Extract all lines from the data beneath that include the word "where".

_Collected data entries_.
[Start of Attachment]

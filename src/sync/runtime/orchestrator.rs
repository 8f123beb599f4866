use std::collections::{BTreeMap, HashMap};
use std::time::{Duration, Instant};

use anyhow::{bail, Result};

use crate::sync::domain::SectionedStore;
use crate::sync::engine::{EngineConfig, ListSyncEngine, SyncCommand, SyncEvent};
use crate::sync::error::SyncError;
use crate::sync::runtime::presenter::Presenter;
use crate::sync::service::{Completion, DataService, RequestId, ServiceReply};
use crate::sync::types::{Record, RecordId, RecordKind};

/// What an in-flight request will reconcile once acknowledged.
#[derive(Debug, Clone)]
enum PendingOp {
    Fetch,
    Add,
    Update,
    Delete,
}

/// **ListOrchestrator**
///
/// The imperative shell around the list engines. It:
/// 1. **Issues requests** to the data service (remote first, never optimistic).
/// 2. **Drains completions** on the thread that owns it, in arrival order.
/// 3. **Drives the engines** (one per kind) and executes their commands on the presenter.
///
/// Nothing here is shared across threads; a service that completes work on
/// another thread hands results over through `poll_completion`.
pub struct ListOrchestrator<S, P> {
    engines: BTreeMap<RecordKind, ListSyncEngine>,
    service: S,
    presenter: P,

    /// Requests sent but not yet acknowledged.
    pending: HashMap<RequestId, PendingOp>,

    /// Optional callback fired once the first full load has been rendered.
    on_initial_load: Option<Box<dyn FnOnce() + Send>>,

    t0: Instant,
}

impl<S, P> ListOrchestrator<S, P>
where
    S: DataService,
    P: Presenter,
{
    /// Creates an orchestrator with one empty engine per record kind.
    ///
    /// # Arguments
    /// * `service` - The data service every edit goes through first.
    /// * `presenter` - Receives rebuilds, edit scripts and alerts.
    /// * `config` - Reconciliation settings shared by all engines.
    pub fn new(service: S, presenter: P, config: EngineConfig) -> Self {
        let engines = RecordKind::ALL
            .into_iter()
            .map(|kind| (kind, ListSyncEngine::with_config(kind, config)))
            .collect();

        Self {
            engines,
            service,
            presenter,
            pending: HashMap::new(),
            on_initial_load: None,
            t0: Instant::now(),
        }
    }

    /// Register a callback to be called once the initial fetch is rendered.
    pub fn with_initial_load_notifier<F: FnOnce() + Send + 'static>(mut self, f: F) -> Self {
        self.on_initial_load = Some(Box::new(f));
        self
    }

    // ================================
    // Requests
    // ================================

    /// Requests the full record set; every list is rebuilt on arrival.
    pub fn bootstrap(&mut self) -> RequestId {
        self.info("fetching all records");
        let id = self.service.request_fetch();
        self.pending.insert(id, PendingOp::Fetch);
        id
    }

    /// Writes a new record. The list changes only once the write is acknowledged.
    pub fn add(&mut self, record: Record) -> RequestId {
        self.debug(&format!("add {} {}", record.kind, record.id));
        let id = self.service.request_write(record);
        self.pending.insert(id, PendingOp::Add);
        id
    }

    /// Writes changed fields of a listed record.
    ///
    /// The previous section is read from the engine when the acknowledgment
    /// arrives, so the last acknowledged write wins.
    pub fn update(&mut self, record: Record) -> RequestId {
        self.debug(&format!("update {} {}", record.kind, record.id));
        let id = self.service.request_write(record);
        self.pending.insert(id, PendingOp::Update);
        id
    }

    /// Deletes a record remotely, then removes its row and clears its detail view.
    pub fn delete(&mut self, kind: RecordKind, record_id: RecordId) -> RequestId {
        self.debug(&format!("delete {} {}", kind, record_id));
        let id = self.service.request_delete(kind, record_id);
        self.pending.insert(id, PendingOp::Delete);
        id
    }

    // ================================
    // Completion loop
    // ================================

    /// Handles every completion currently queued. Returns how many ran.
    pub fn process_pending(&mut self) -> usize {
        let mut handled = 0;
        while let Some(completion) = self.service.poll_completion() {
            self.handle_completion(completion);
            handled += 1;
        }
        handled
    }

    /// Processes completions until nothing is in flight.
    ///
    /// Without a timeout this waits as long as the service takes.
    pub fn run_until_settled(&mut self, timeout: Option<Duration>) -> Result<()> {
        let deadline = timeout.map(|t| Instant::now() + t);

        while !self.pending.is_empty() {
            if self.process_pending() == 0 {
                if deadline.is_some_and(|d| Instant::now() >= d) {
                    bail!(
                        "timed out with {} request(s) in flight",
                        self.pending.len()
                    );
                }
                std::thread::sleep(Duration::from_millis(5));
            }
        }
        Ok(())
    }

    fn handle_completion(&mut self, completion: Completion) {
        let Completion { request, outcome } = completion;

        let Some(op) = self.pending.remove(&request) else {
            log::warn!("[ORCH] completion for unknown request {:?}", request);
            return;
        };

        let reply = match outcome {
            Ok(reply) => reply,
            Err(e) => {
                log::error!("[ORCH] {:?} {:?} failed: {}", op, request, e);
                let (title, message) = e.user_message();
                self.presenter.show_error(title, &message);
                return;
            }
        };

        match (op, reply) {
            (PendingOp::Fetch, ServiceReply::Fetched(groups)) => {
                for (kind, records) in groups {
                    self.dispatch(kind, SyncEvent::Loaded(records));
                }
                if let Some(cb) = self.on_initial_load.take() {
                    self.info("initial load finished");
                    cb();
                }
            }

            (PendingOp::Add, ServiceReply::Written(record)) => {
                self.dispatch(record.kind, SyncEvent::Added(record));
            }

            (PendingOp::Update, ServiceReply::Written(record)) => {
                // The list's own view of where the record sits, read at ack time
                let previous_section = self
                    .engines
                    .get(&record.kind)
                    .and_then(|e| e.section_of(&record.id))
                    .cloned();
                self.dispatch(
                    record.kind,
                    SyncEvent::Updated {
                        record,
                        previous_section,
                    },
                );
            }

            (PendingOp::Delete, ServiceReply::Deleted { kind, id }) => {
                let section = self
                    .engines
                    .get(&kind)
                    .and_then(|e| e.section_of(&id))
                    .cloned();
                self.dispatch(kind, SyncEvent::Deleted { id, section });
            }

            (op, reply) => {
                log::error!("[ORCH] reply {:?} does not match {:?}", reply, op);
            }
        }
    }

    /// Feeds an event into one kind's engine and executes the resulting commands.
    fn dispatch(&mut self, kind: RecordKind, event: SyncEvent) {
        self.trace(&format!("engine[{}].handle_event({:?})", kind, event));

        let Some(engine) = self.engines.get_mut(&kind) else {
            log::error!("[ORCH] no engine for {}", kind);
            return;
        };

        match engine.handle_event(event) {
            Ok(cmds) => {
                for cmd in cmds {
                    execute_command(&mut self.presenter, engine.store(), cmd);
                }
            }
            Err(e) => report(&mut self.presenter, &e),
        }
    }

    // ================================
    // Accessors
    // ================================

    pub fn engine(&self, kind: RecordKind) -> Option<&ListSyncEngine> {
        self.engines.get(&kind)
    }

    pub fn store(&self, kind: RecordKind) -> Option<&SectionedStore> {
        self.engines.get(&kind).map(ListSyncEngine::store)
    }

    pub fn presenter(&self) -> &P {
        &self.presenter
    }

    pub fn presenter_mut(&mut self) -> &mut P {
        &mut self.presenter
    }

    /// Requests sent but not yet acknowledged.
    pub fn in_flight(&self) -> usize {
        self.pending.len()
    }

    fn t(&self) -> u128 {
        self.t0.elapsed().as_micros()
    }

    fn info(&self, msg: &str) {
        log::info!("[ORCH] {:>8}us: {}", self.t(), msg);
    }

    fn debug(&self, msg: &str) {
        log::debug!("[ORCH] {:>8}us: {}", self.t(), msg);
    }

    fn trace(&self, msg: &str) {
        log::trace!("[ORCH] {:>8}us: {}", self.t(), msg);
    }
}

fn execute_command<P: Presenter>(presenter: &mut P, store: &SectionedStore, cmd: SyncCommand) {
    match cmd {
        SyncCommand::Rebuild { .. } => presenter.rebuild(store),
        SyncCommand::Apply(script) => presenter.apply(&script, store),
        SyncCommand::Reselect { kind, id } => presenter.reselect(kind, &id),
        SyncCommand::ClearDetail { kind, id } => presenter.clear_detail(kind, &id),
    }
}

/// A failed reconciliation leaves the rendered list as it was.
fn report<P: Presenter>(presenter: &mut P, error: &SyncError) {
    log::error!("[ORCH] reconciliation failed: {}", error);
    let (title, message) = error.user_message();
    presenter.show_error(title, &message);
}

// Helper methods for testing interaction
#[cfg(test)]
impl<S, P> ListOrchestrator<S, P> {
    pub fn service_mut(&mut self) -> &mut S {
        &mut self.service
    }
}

[End of Attachment]
[Start of Attachment]

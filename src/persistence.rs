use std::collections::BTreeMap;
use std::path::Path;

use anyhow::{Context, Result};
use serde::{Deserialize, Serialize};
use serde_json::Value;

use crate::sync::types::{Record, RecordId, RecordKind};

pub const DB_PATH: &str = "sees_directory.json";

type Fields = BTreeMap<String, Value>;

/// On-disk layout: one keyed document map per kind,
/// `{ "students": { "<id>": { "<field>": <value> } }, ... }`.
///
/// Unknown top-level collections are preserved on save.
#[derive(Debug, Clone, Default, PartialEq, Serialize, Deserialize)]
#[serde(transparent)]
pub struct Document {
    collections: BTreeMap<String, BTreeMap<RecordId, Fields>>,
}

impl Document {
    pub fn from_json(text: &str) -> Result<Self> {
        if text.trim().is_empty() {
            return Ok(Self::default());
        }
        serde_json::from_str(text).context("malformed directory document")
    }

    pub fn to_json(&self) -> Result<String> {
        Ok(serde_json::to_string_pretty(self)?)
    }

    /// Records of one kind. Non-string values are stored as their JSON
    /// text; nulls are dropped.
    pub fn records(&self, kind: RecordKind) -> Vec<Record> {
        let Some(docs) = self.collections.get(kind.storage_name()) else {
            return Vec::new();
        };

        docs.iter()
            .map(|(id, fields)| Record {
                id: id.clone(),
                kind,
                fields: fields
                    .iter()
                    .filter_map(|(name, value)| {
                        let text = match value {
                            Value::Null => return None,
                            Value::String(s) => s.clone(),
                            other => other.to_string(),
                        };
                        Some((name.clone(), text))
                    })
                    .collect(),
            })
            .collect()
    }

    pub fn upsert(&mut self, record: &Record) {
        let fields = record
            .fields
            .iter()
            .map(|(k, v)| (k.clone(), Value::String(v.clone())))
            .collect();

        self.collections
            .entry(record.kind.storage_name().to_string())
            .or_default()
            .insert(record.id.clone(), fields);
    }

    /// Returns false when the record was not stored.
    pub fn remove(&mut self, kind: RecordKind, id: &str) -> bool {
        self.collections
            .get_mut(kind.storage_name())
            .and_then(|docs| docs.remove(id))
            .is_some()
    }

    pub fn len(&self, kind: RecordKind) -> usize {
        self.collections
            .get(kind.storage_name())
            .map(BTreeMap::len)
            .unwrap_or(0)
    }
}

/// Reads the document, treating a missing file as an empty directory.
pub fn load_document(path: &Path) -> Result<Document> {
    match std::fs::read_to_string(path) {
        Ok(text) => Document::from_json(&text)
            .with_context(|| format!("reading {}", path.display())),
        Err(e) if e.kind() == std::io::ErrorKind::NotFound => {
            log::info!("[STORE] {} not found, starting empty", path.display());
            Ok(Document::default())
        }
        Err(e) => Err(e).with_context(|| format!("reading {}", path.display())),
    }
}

[End of Attachment]

_RESPONSE TO THE TASK_.
where
                // The list's own view of where the record sits, read at ack time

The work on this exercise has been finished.